Influence of temperature, water activity and incubation time on fungal growth and production of ochratoxin A and zearalenone by toxigenic Aspergillus tubingensis and Fusarium incarnatum isolates in sorghum seeds
Introduction
Sorghum grains suffer from severe infection and colonization by several toxigenic fungi during panicle and grain developmental stages (Waliyar et al., 2008). Several species of Aspergillus, Alternaria, Fusarium, Cladosporium, Curvularia and Penicillium are among the prevalent grain mold pathogens in sorghum (Bandopadyay et al., 2000, Lahouar et al., 2015). Consequently, sorghum is usually contaminated by zearalenone, fumonisins, aflatoxins and ochratoxin A. In Tunisia, sorghum sold in the retail market is often found contaminated with ochratoxin A and zearalenone. Indeed, OTA was found in 51.0% of sorghum samples with an average of 5.4 ng/g (Ghali et al., 2009).
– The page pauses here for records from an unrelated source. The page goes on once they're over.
//! Object storage for the merged dataset.
//!
//! The uploader writes `stock_data/{run_date}/merged_stock_data.csv` into a
//! bucket. Re-uploading identical bytes is a no-op: the blake3 content hash is
//! stored with each object and compared before writing.

pub mod gcs;
pub mod local;

use serde::{Deserialize, Serialize};
use thiserror::Error;

use crate::auth::AuthError;

pub use gcs::GcsObjectStore;
pub use local::LocalObjectStore;

#[derive(Debug, Error)]
pub enum StorageError {
    #[error("object storage I/O error at {path}: {source}")]
    Io {
        path: String,
        #[source]
        source: std::io::Error,
    },

    #[error("object storage request failed: {0}")]
    Http(String),

    #[error("object {bucket}/{key} not found")]
    NotFound { bucket: String, key: String },

    #[error("invalid object metadata for {key}: {message}")]
    BadMetadata { key: String, message: String },

    #[error(transparent)]
    Auth(#[from] AuthError),
}

/// Metadata of a stored object.
#[derive(Debug, Clone, PartialEq, Eq, Serialize, Deserialize)]
pub struct ObjectMeta {
    pub bucket: String,
    pub key: String,
    pub size: u64,
    /// blake3 hex digest of the content, when the backend recorded one.
    pub content_hash: Option<String>,
}

impl ObjectMeta {
    pub fn uri(&self, scheme: &str) -> String {
        format!("{scheme}://{}/{}", self.bucket, self.key)
    }
}

/// Result of [`upload_if_changed`].
#[derive(Debug, Clone, PartialEq, Eq, Serialize, Deserialize)]
#[serde(tag = "outcome", rename_all = "snake_case")]
pub enum UploadOutcome {
    Uploaded { meta: ObjectMeta },
    Unchanged { meta: ObjectMeta },
}

impl UploadOutcome {
    pub fn meta(&self) -> &ObjectMeta {
        match self {
            UploadOutcome::Uploaded { meta } | UploadOutcome::Unchanged { meta } => meta,
        }
    }
}

/// A bucket of named objects.
pub trait ObjectStore: Send + Sync {
    /// Backend name for logs, also the URI scheme (`file`, `gs`).
    fn name(&self) -> &str;

    fn bucket(&self) -> &str;

    /// Write `bytes` under `key`, replacing any existing object.
    fn put(&self, key: &str, bytes: &[u8], content_type: &str) -> Result<ObjectMeta, StorageError>;

    /// Metadata of `key`, `None` when it does not exist.
    fn head(&self, key: &str) -> Result<Option<ObjectMeta>, StorageError>;

    fn get(&self, key: &str) -> Result<Vec<u8>, StorageError>;
}

pub fn content_hash(bytes: &[u8]) -> String {
    blake3::hash(bytes).to_hex().to_string()
}

/// Upload unless an object with the same content hash already exists.
pub fn upload_if_changed(
    store: &dyn ObjectStore,
    key: &str,
    bytes: &[u8],
    content_type: &str,
) -> Result<UploadOutcome, StorageError> {
    let hash = content_hash(bytes);
    if let Some(existing) = store.head(key)? {
        if existing.content_hash.as_deref() == Some(hash.as_str()) {
            tracing::info!(
                store = store.name(),
                uri = %existing.uri(store.name()),
                "object unchanged, skipping upload"
            );
            return Ok(UploadOutcome::Unchanged { meta: existing });
        }
        tracing::info!(store = store.name(), key, "object exists with different content, replacing");
    }

    let meta = store.put(key, bytes, content_type)?;
    tracing::info!(
        store = store.name(),
        uri = %meta.uri(store.name()),
        bytes = meta.size,
        "uploaded object"
    );
    Ok(UploadOutcome::Uploaded { meta })
}
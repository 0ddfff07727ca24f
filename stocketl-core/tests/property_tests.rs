//! Property tests for transform and merge invariants.
//!
//! Uses proptest to verify:
//! 1. Transform output is inside the window, sorted, and unique per (symbol, date)
//! 2. daily_change always equals the close difference to the previous bar
//! 3. Merged output is unique per (symbol, date) and sorted by (date, symbol)
//! 4. Merging identical single-source datasets resolves zero conflicts

use chrono::{Duration, NaiveDate, Utc};
use proptest::prelude::*;
use std::collections::HashSet;
use stocketl_core::domain::{CleanRecord, DateWindow, RawRecord, Source};
use stocketl_core::merge::{merge, ConflictPolicy, MergeOptions};
use stocketl_core::transform::{transform, TransformOptions};

const SYMBOLS: [&str; 3] = ["AAPL", "MSFT", "GOOGL"];

fn base_date() -> NaiveDate {
    NaiveDate::from_ymd_opt(2024, 1, 1).unwrap()
}

// ── Strategies (proptest) ────────────────────────────────────────────

fn arb_close() -> impl Strategy<Value = f64> {
    (10.0..500.0_f64).prop_map(|p| (p * 100.0).round() / 100.0)
}

/// One series: a set of distinct day offsets with a close per day.
fn arb_series() -> impl Strategy<Value = Vec<(i64, f64)>> {
    prop::collection::btree_map(0..60_i64, arb_close(), 1..40)
        .prop_map(|m| m.into_iter().collect())
}

fn arb_dataset(source: Source) -> impl Strategy<Value = Vec<RawRecord>> {
    prop::collection::vec(arb_series(), SYMBOLS.len()).prop_map(move |all| {
        let mut out = Vec::new();
        for (symbol, series) in SYMBOLS.iter().zip(all) {
            for (offset, close) in series {
                out.push(RawRecord {
                    symbol: symbol.to_string(),
                    date: base_date() + Duration::days(offset),
                    open: close,
                    high: close * 1.01,
                    low: close * 0.99,
                    close,
                    volume: 1_000_000,
                    source,
                    extracted_at: Utc::now(),
                });
            }
        }
        // Input order must not matter.
        out.reverse();
        out
    })
}

fn arb_window() -> impl Strategy<Value = DateWindow> {
    (0..60_i64, 0..30_i64).prop_map(|(start, len)| {
        let start = base_date() + Duration::days(start);
        DateWindow::new(start, start + Duration::days(len)).unwrap()
    })
}

fn transform_opts(window: DateWindow, vol: usize) -> TransformOptions {
    TransformOptions {
        window,
        volatility_window: vol,
        processed_at: Utc::now(),
    }
}

fn merge_opts(window: DateWindow, policy: ConflictPolicy) -> MergeOptions {
    let mut opts = MergeOptions::new(window, SYMBOLS.iter().map(|s| s.to_string()).collect());
    opts.policy = policy;
    opts
}

fn arb_policy() -> impl Strategy<Value = ConflictPolicy> {
    prop_oneof![
        Just(ConflictPolicy::Prefer(Source::AlphaVantage)),
        Just(ConflictPolicy::Prefer(Source::YahooFinance)),
        Just(ConflictPolicy::Average),
    ]
}

// ── 1-2. Transform ───────────────────────────────────────────────────

proptest! {
    #[test]
    fn transform_output_is_windowed_sorted_unique(
        raw in arb_dataset(Source::AlphaVantage),
        window in arb_window(),
        vol in 2..10_usize,
    ) {
        let clean = transform(&raw, &transform_opts(window, vol)).unwrap();
        prop_assert!(clean.iter().all(|r| window.contains(r.date)));
        prop_assert!(clean.windows(2).all(|w| (&w[0].symbol, w[0].date) < (&w[1].symbol, w[1].date)));
        prop_assert!(clean.iter().all(|r| r.volatility.map_or(true, |v| v >= 0.0)));

        let in_window = raw.iter().filter(|r| window.contains(r.date)).count();
        prop_assert_eq!(clean.len(), in_window);
    }

    #[test]
    fn daily_change_matches_previous_close(raw in arb_dataset(Source::YahooFinance)) {
        let all = DateWindow::new(base_date(), base_date() + Duration::days(60)).unwrap();
        let clean = transform(&raw, &transform_opts(all, 5)).unwrap();
        for w in clean.windows(2) {
            if w[0].symbol == w[1].symbol {
                let expected = w[1].close - w[0].close;
                prop_assert!((w[1].daily_change.unwrap() - expected).abs() < 1e-9);
            } else {
                prop_assert!(w[1].daily_change.is_none());
            }
        }
        prop_assert!(clean[0].daily_change.is_none());
    }
}

// ── 3-4. Merge ───────────────────────────────────────────────────────

fn clean_of(raw: &[RawRecord], window: DateWindow) -> Vec<CleanRecord> {
    transform(raw, &transform_opts(window, 3)).unwrap()
}

proptest! {
    #[test]
    fn merged_output_is_unique_and_ordered(
        av in arb_dataset(Source::AlphaVantage),
        yf in arb_dataset(Source::YahooFinance),
        window in arb_window(),
        policy in arb_policy(),
    ) {
        let left = clean_of(&av, window);
        let right = clean_of(&yf, window);
        let out = merge(&left, &right, &merge_opts(window, policy)).unwrap();

        let mut keys = HashSet::new();
        for r in &out.records {
            prop_assert!(keys.insert((r.symbol.clone(), r.date)));
            prop_assert!(window.contains(r.date));
        }
        prop_assert!(out.records.windows(2).all(|w| (w[0].date, &w[0].symbol) < (w[1].date, &w[1].symbol)));

        let expected: HashSet<_> = left.iter().chain(&right).map(|r| (r.symbol.clone(), r.date)).collect();
        prop_assert_eq!(keys, expected);
        prop_assert_eq!(out.report.merged_records, out.records.len());
        prop_assert_eq!(
            out.report.conflicts_resolved,
            left.len() + right.len() - out.records.len()
        );
    }

    #[test]
    fn identical_single_source_merge_has_no_conflicts(
        av in arb_dataset(Source::AlphaVantage),
        window in arb_window(),
    ) {
        let clean = clean_of(&av, window);
        let out = merge(&clean, &clean, &merge_opts(window, ConflictPolicy::default())).unwrap();
        prop_assert_eq!(out.report.conflicts_resolved, 0);
        prop_assert_eq!(out.report.duplicates_dropped, clean.len());
        prop_assert_eq!(out.records.len(), clean.len());
    }
}
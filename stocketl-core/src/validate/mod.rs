//! Data quality checks for staged files.
//!
//! Validators read the staging CSV as text so that malformed values surface as
//! findings with a row number instead of aborting the read. Only a missing or
//! unreadable file is an error.

pub mod raw;
pub mod report;
pub mod transformed;

pub use raw::{validate_raw_file, RawRules};
pub use report::{
    ValidationMetrics, ValidationReport, Violation, ViolationKind, Warning, WarningKind,
};
pub use transformed::{validate_merged_file, TransformedRules};

use std::collections::{BTreeMap, BTreeSet, HashMap};
use std::path::Path;

use chrono::{Duration, NaiveDate};

use crate::domain::DateWindow;
use crate::staging::StagingError;

pub const MAX_REASONABLE_CLOSE: f64 = 10_000.0;
pub const MAX_REASONABLE_VOLUME: u64 = 1_000_000_000;
pub const MAX_INTRADAY_RANGE_PCT: f64 = 20.0;
pub const OLD_RECORD_DAYS: i64 = 365;
pub const DEFAULT_MAX_STALENESS_DAYS: i64 = 5;

/// Header-indexed access to CSV rows.
pub(crate) struct Columns {
    index: HashMap<String, usize>,
    names: Vec<String>,
}

impl Columns {
    fn new(header: &csv::StringRecord) -> Self {
        let names: Vec<String> = header.iter().map(|h| h.trim().to_string()).collect();
        let index = names
            .iter()
            .enumerate()
            .map(|(i, n)| (n.clone(), i))
            .collect();
        Self { index, names }
    }

    fn names(&self) -> Vec<&str> {
        self.names.iter().map(String::as_str).collect()
    }

    fn has(&self, name: &str) -> bool {
        self.index.contains_key(name)
    }

    /// Trimmed field; empty when the column is absent.
    fn get<'r>(&self, row: &'r csv::StringRecord, name: &str) -> &'r str {
        self.index
            .get(name)
            .and_then(|&i| row.get(i))
            .map(str::trim)
            .unwrap_or("")
    }
}

/// Open a staged CSV and return its columns plus every row; unreadable rows
/// become `TypeMismatch` violations.
pub(crate) fn read_table(
    path: &Path,
    report: &mut ValidationReport,
) -> Result<(Columns, Vec<(usize, csv::StringRecord)>), StagingError> {
    if !path.exists() {
        return Err(StagingError::Missing(path.to_path_buf()));
    }
    let csv_err = |source| StagingError::Csv {
        path: path.to_path_buf(),
        source,
    };
    let mut reader = csv::ReaderBuilder::new()
        .flexible(true)
        .from_path(path)
        .map_err(csv_err)?;
    let columns = Columns::new(reader.headers().map_err(csv_err)?);

    let mut rows = Vec::new();
    for (i, row) in reader.records().enumerate() {
        match row {
            Ok(r) if r.len() != columns.names.len() => report.violation(
                ViolationKind::TypeMismatch,
                Some(i + 1),
                format!("expected {} fields, found {}", columns.names.len(), r.len()),
            ),
            Ok(r) => rows.push((i + 1, r)),
            Err(e) => report.violation(ViolationKind::TypeMismatch, Some(i + 1), e.to_string()),
        }
    }
    Ok((columns, rows))
}

/// Non-empty value or a `MissingField` violation.
pub(crate) fn required<'r>(
    report: &mut ValidationReport,
    row: usize,
    name: &str,
    value: &'r str,
) -> Option<&'r str> {
    if value.is_empty() {
        report.violation(ViolationKind::MissingField, Some(row), format!("'{name}' is empty"));
        None
    } else {
        Some(value)
    }
}

/// Required price: must parse, be finite and positive.
pub(crate) fn price(report: &mut ValidationReport, row: usize, name: &str, value: &str) -> Option<f64> {
    let value = required(report, row, name, value)?;
    let Ok(p) = value.parse::<f64>() else {
        report.violation(
            ViolationKind::TypeMismatch,
            Some(row),
            format!("'{name}' is not a number: '{value}'"),
        );
        return None;
    };
    if !p.is_finite() || p <= 0.0 {
        report.violation(
            ViolationKind::OutOfRange,
            Some(row),
            format!("'{name}' must be a positive finite price, got {p}"),
        );
        return None;
    }
    Some(p)
}

pub(crate) fn volume(report: &mut ValidationReport, row: usize, value: &str) -> Option<u64> {
    let value = required(report, row, "volume", value)?;
    match value.parse::<u64>() {
        Ok(v) => Some(v),
        Err(_) => {
            report.violation(
                ViolationKind::TypeMismatch,
                Some(row),
                format!("'volume' is not a non-negative integer: '{value}'"),
            );
            None
        }
    }
}

/// Optional derived metric; empty is allowed, garbage is not.
pub(crate) fn optional_f64(
    report: &mut ValidationReport,
    row: usize,
    name: &str,
    value: &str,
) -> Option<Option<f64>> {
    if value.is_empty() {
        return Some(None);
    }
    match value.parse::<f64>() {
        Ok(v) if v.is_finite() => Some(Some(v)),
        _ => {
            report.violation(
                ViolationKind::TypeMismatch,
                Some(row),
                format!("'{name}' is not a finite number: '{value}'"),
            );
            None
        }
    }
}

#[derive(Debug, Clone, Copy)]
pub(crate) struct Ohlc {
    pub open: f64,
    pub high: f64,
    pub low: f64,
    pub close: f64,
}

/// Bar consistency: `low <= open, close <= high`.
pub(crate) fn check_ohlc(report: &mut ValidationReport, row: usize, bar: Ohlc) {
    if bar.high < bar.low {
        report.violation(
            ViolationKind::OutOfRange,
            Some(row),
            format!("high {} below low {}", bar.high, bar.low),
        );
        return;
    }
    for (name, v) in [("open", bar.open), ("close", bar.close)] {
        if v < bar.low || v > bar.high {
            report.violation(
                ViolationKind::OutOfRange,
                Some(row),
                format!("{name} {v} outside [{}, {}]", bar.low, bar.high),
            );
        }
    }
}

/// Plausibility warnings shared by both validators.
pub(crate) fn bar_warnings(
    report: &mut ValidationReport,
    row: usize,
    date: NaiveDate,
    as_of: NaiveDate,
    bar: Ohlc,
    volume: u64,
) {
    if date < as_of - Duration::days(OLD_RECORD_DAYS) {
        report.warn(
            WarningKind::OldRecord,
            Some(row),
            format!("record dated {date} is more than a year old"),
        );
    }
    if bar.close > MAX_REASONABLE_CLOSE {
        report.warn(
            WarningKind::HighPrice,
            Some(row),
            format!("close {} above {MAX_REASONABLE_CLOSE}", bar.close),
        );
    }
    if volume > MAX_REASONABLE_VOLUME {
        report.warn(
            WarningKind::HighVolume,
            Some(row),
            format!("volume {volume} above {MAX_REASONABLE_VOLUME}"),
        );
    }
    let range_pct = (bar.high - bar.low) / bar.open * 100.0;
    if range_pct > MAX_INTRADAY_RANGE_PCT {
        report.warn(
            WarningKind::WideRange,
            Some(row),
            format!("intraday range {range_pct:.1}% of open exceeds {MAX_INTRADAY_RANGE_PCT}%"),
        );
    }
}

/// Dataset-level checks once every row has been seen.
///
/// `in_window` maps each symbol to its dates inside the window. The union of
/// those dates is the file's trading calendar; every configured symbol must
/// cover all of it.
pub(crate) fn check_dataset(
    report: &mut ValidationReport,
    symbols: &[String],
    window: DateWindow,
    in_window: &BTreeMap<String, BTreeSet<NaiveDate>>,
    max_staleness_days: Option<i64>,
    as_of: NaiveDate,
) {
    if report.metrics.record_count == 0 {
        report.violation(ViolationKind::EmptyDataset, None, "dataset has no records");
        return;
    }
    let calendar: BTreeSet<NaiveDate> = in_window.values().flatten().copied().collect();
    for symbol in symbols {
        let Some(dates) = in_window.get(symbol) else {
            report.violation(
                ViolationKind::MissingSymbol,
                None,
                format!("no records for '{symbol}' in {window}"),
            );
            continue;
        };
        let missing: Vec<NaiveDate> = calendar.difference(dates).copied().collect();
        if let Some(first) = missing.first() {
            report.violation(
                ViolationKind::MissingDate,
                None,
                format!(
                    "'{symbol}' is missing {} trading day(s) in {window} that other symbols have (first {first})",
                    missing.len()
                ),
            );
        }
    }
    if let (Some(max_days), Some(newest)) = (max_staleness_days, report.metrics.last_date) {
        let age = (as_of - newest).num_days();
        if age > max_days {
            report.violation(
                ViolationKind::Stale,
                None,
                format!("newest record {newest} is {age} days behind {as_of} (limit {max_days})"),
            );
        }
    }
}

pub(crate) fn finish_metrics(report: &mut ValidationReport, seen_symbols: &BTreeSet<String>) {
    report.metrics.symbol_count = seen_symbols.len();
}
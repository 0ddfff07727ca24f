//! Staged files through validation, transform and merge for one trading day.
//!
//! Symbols = [AAPL], window = 2024-01-02. Each source stages warm-up history
//! plus the window day; the merged file must hold exactly one AAPL row whose
//! daily change is measured against 2023-12-29, the prior trading day.

use chrono::{NaiveDate, TimeZone, Utc};
use stocketl_core::domain::{DateWindow, MergedSource, RawRecord, Source};
use stocketl_core::merge::{merge, MergeOptions};
use stocketl_core::staging;
use stocketl_core::transform::{transform, TransformOptions};
use stocketl_core::validate::{validate_merged_file, validate_raw_file, RawRules, TransformedRules};

fn d(s: &str) -> NaiveDate {
    NaiveDate::parse_from_str(s, "%Y-%m-%d").unwrap()
}

/// (date, open, high, low, close, volume) for AAPL around the 2024 new year.
const AAPL: &[(&str, f64, f64, f64, f64, u64)] = &[
    ("2023-12-26", 193.61, 193.89, 192.83, 193.05, 28_919_300),
    ("2023-12-27", 192.49, 193.50, 191.09, 193.15, 48_087_700),
    ("2023-12-28", 194.14, 194.66, 193.17, 193.58, 34_049_900),
    ("2023-12-29", 193.90, 194.40, 191.73, 192.53, 42_628_800),
    ("2024-01-02", 187.15, 188.44, 183.89, 185.64, 82_488_700),
];

fn raw(source: Source, close_bump: f64) -> Vec<RawRecord> {
    let extracted_at = Utc.with_ymd_and_hms(2024, 1, 3, 6, 0, 0).unwrap();
    AAPL.iter()
        .map(|&(date, open, high, low, close, volume)| RawRecord {
            symbol: "AAPL".into(),
            date: d(date),
            open,
            high: high + close_bump,
            low,
            close: close + close_bump,
            volume,
            source,
            extracted_at,
        })
        .collect()
}

#[test]
fn single_day_window_yields_one_merged_row() {
    let dir = tempfile::tempdir().unwrap();
    let window = DateWindow::single(d("2024-01-02"));
    let symbols = vec!["AAPL".to_string()];

    let av_path = dir.path().join("alpha_vantage_raw.csv");
    let yf_path = dir.path().join("yahoo_finance_raw.csv");
    staging::write_raw(&av_path, &raw(Source::AlphaVantage, 0.0)).unwrap();
    staging::write_raw(&yf_path, &raw(Source::YahooFinance, 0.01)).unwrap();

    for (path, source) in [(&av_path, Source::AlphaVantage), (&yf_path, Source::YahooFinance)] {
        let rules = RawRules::new(symbols.clone(), window, d("2024-01-02")).for_source(source);
        let report = validate_raw_file(path, &rules).unwrap();
        assert!(report.passed(), "{}", report.summary(10));
        assert_eq!(report.metrics.record_count, AAPL.len());
    }

    let opts = TransformOptions {
        window,
        volatility_window: 3,
        processed_at: Utc::now(),
    };
    let av_clean = transform(&staging::read_raw(&av_path).unwrap(), &opts).unwrap();
    let yf_clean = transform(&staging::read_raw(&yf_path).unwrap(), &opts).unwrap();
    assert_eq!(av_clean.len(), 1);
    assert_eq!(yf_clean.len(), 1);

    let change = av_clean[0].daily_change.unwrap();
    assert!((change - (185.64 - 192.53)).abs() < 1e-9);

    let out = merge(&av_clean, &yf_clean, &MergeOptions::new(window, symbols.clone())).unwrap();
    assert_eq!(out.records.len(), 1);
    assert_eq!(out.report.conflicts_resolved, 1);
    assert_eq!(out.records[0].source, MergedSource::AlphaVantage);
    assert_eq!(out.records[0].close, 185.64);

    let merged_path = dir.path().join("merged_stock_data.csv");
    staging::write_merged(&merged_path, &out.records).unwrap();
    let rules = TransformedRules::new(symbols, window, d("2024-01-02"));
    let report =
        validate_merged_file(&merged_path, &rules, Some((&av_clean[..], &yf_clean[..]))).unwrap();
    assert!(report.passed(), "{}", report.summary(10));
    assert!(report.warnings.is_empty());
    assert_eq!(staging::read_merged(&merged_path).unwrap(), out.records);
}
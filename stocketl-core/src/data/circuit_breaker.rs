//! Circuit breaker shared by the HTTP providers.
//!
//! A 403 trips the breaker immediately; repeated 429s or rate-limit notes trip
//! it after `failure_threshold` consecutive failures. While open, every request
//! is refused until the cooldown elapses, so one run never keeps hammering an
//! API that has already blocked it.

use std::sync::{Mutex, MutexGuard};
use std::time::{Duration, Instant};

/// State of the circuit breaker.
#[derive(Debug, Clone, Copy, PartialEq, Eq)]
pub enum BreakerState {
    /// Requests are allowed.
    Closed,
    /// All requests are refused until cooldown expires.
    Open { tripped_at: Instant },
}

#[derive(Debug)]
struct Inner {
    state: BreakerState,
    consecutive_failures: u32,
}

#[derive(Debug)]
pub struct CircuitBreaker {
    label: String,
    inner: Mutex<Inner>,
    cooldown: Duration,
    failure_threshold: u32,
}

impl CircuitBreaker {
    pub fn new(label: impl Into<String>, cooldown: Duration) -> Self {
        Self {
            label: label.into(),
            inner: Mutex::new(Inner {
                state: BreakerState::Closed,
                consecutive_failures: 0,
            }),
            cooldown,
            failure_threshold: 3,
        }
    }

    /// 30-minute cooldown, trips after 3 consecutive failures.
    pub fn default_provider(label: impl Into<String>) -> Self {
        Self::new(label, Duration::from_secs(30 * 60))
    }

    pub fn with_failure_threshold(mut self, threshold: u32) -> Self {
        self.failure_threshold = threshold.max(1);
        self
    }

    pub fn label(&self) -> &str {
        &self.label
    }

    // A poisoned lock only means another thread panicked mid-update; the
    // counters are still meaningful.
    fn lock(&self) -> MutexGuard<'_, Inner> {
        self.inner.lock().unwrap_or_else(|e| e.into_inner())
    }

    pub fn is_allowed(&self) -> bool {
        let mut inner = self.lock();
        match inner.state {
            BreakerState::Closed => true,
            BreakerState::Open { tripped_at } => {
                if tripped_at.elapsed() >= self.cooldown {
                    inner.state = BreakerState::Closed;
                    inner.consecutive_failures = 0;
                    tracing::info!(provider = %self.label, "circuit breaker closed after cooldown");
                    true
                } else {
                    false
                }
            }
        }
    }

    pub fn record_success(&self) {
        self.lock().consecutive_failures = 0;
    }

    pub fn record_failure(&self) {
        let mut inner = self.lock();
        inner.consecutive_failures += 1;
        if inner.consecutive_failures >= self.failure_threshold
            && inner.state == BreakerState::Closed
        {
            inner.state = BreakerState::Open {
                tripped_at: Instant::now(),
            };
            tracing::warn!(
                provider = %self.label,
                failures = inner.consecutive_failures,
                "circuit breaker tripped"
            );
        }
    }

    /// Immediately trip the breaker (403 Forbidden / IP ban).
    pub fn trip(&self) {
        self.lock().state = BreakerState::Open {
            tripped_at: Instant::now(),
        };
        tracing::warn!(provider = %self.label, "circuit breaker tripped by provider ban");
    }

    pub fn state(&self) -> BreakerState {
        self.lock().state
    }

    /// Remaining cooldown time (zero if not tripped).
    pub fn remaining_cooldown(&self) -> Duration {
        match self.lock().state {
            BreakerState::Closed => Duration::ZERO,
            BreakerState::Open { tripped_at } => self.cooldown.saturating_sub(tripped_at.elapsed()),
        }
    }
}

#[cfg(test)]
mod tests {
    use super::*;

    #[test]
    fn starts_closed() {
        let cb = CircuitBreaker::new("test", Duration::from_secs(60));
        assert!(cb.is_allowed());
        assert_eq!(cb.remaining_cooldown(), Duration::ZERO);
    }

    #[test]
    fn trips_after_threshold_failures() {
        let cb = CircuitBreaker::new("test", Duration::from_secs(60));
        cb.record_failure();
        cb.record_failure();
        assert!(cb.is_allowed());
        cb.record_failure();
        assert!(!cb.is_allowed());
        assert!(cb.remaining_cooldown() > Duration::ZERO);
    }

    #[test]
    fn custom_threshold() {
        let cb = CircuitBreaker::new("test", Duration::from_secs(60)).with_failure_threshold(1);
        cb.record_failure();
        assert!(!cb.is_allowed());
    }

    #[test]
    fn success_resets_counter() {
        let cb = CircuitBreaker::new("test", Duration::from_secs(60));
        cb.record_failure();
        cb.record_failure();
        cb.record_success();
        cb.record_failure();
        assert!(cb.is_allowed());
    }

    #[test]
    fn expires_after_cooldown() {
        let cb = CircuitBreaker::new("test", Duration::from_millis(10));
        cb.trip();
        assert!(!cb.is_allowed());
        std::thread::sleep(Duration::from_millis(15));
        assert!(cb.is_allowed());
        assert_eq!(cb.state(), BreakerState::Closed);
    }
}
However, Zaied et al. (2009) reported high levels of OTA in analyzed sorghum samples with an average of 117 μg/kg. ZEA has been also detected in sorghum seeds with an incidence of 23.5% (Ghali et al., 2008).
Aspergillus ochraceus and Penicillium verrucosum were initially believed to be the main OTA-producing species (Hesseltine et al., 1972, Pitt, 1987). Penicillium verrucosum is considered to be more frequently associated with cereals in temperate climates, however Aspergillus ochraceus is more commonly found in warm and tropical climates (Pitt and Hocking, 1997). Furthermore, the significance of black aspergilli as OTA-producing fungi has changed since the first description of OTA production by Aspergillus niger var. niger (Abarca et al., 1994) and Aspergillus carbonarius (Horie, 1995). It is now considered that in food commodities such as grapes, raisins and wine, OTA contamination is due mainly to A. carbonarius and some A. niger aggregate species, mainly A. niger and A. tubingensis (Abarca et al., 2001, Perrone et al., 2007, Perrone et al., 2008). Aspergillus section Nigri includes 19 species: four uniseriate (A. japonicus, A. uvarum, A. aculeatinus and A. aculeatus) and 15 biseriate species, e.g. A. brasiliensis, A. carbonarius, A. niger and A. tubingensis (Samson et al., 2007). The last two species are morphologically indistinguishable and are both commonly referred A. niger or A. niger aggregate. These two species have recently been distinguished by their ability to produce OTA (Medina et al., 2005, Perrone et al., 2006). The reported percentages of ochratoxigenic isolates belonging to the A. niger aggregate are lower than for A. carbonarius (Abarca et al., 2001, Medina et al., 2005, Chiotta et al., 2011). A. niger and other A. niger aggregate species were dominant in sorghum from Argentina, Thailand, Brazil and Tunisia (Pitt et al., 1994, Gonzalez et al., 1997, Alves dos Reis et al., 2010, Lahouar et al., 2015). However, A. carbonarius showed a higher distribution in Indian sorghum samples (Priyanka et al., 2014). This species was not detected in sorghum from Tunisia and all ochratoxigenic Aspergillus section Nigri isolates were Aspergillus niger aggregate species (Lahouar et al., 2015).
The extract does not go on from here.